# [Exercise prompt]
The required output consists solely of the lines from the top of the listing through the line containing "static ARITY_SUFFIX: Lazy<Regex>", transcribed exactly.
==============================
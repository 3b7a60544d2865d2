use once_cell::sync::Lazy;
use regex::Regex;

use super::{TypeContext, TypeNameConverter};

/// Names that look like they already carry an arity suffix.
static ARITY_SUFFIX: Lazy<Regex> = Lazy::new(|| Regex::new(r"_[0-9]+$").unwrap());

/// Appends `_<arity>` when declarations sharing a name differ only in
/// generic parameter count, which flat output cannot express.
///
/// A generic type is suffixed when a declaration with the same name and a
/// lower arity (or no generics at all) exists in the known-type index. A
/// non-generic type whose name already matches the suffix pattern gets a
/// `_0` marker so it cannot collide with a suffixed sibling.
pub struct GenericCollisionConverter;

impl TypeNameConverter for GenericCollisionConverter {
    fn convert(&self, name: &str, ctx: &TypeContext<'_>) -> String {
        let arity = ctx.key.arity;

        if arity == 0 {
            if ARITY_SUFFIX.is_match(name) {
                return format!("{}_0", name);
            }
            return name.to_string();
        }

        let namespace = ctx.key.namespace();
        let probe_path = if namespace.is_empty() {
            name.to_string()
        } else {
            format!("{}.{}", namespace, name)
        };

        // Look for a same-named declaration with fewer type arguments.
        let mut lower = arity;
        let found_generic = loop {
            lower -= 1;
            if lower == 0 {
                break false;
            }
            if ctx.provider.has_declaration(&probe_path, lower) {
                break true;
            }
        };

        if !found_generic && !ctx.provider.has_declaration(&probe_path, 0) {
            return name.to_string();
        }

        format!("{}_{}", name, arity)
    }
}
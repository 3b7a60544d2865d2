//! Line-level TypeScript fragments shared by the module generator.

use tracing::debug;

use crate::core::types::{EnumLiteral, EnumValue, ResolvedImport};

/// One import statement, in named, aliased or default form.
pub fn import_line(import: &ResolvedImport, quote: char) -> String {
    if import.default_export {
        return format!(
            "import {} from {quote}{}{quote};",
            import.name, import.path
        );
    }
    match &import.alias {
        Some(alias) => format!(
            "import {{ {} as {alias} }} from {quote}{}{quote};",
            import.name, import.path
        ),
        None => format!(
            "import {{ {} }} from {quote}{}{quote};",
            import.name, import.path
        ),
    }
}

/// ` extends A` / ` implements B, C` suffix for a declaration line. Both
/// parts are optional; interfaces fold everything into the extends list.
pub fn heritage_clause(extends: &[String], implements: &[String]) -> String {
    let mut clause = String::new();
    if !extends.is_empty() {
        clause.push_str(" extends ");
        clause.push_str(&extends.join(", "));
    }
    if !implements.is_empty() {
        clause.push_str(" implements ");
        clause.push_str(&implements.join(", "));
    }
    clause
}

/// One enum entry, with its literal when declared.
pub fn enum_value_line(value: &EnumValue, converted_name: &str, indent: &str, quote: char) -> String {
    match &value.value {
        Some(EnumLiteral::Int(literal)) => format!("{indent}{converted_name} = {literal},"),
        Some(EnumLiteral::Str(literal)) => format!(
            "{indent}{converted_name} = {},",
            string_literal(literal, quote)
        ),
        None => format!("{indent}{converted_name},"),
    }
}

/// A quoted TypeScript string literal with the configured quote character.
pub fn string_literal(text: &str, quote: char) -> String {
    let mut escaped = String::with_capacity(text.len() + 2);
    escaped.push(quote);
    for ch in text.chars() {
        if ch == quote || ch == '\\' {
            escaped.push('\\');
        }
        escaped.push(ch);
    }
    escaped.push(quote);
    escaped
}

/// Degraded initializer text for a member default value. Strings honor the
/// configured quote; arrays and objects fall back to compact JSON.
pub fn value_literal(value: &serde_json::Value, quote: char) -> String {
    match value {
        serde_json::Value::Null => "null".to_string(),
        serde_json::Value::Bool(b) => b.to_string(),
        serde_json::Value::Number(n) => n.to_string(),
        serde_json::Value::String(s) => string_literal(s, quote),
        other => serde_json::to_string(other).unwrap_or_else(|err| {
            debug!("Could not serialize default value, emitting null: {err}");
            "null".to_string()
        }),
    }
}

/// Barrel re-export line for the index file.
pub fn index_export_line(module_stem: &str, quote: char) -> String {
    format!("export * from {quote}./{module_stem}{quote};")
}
==============================
# [Solution to this problem]
repository 3b7a60544d2865d2
use once_cell::sync::Lazy;
use regex::Regex;

use super::{TypeContext, TypeNameConverter};

/// Names that look like they already carry an arity suffix.
static ARITY_SUFFIX: Lazy<Regex> = Lazy::new(|| Regex::new(r"_[0-9]+$").unwrap());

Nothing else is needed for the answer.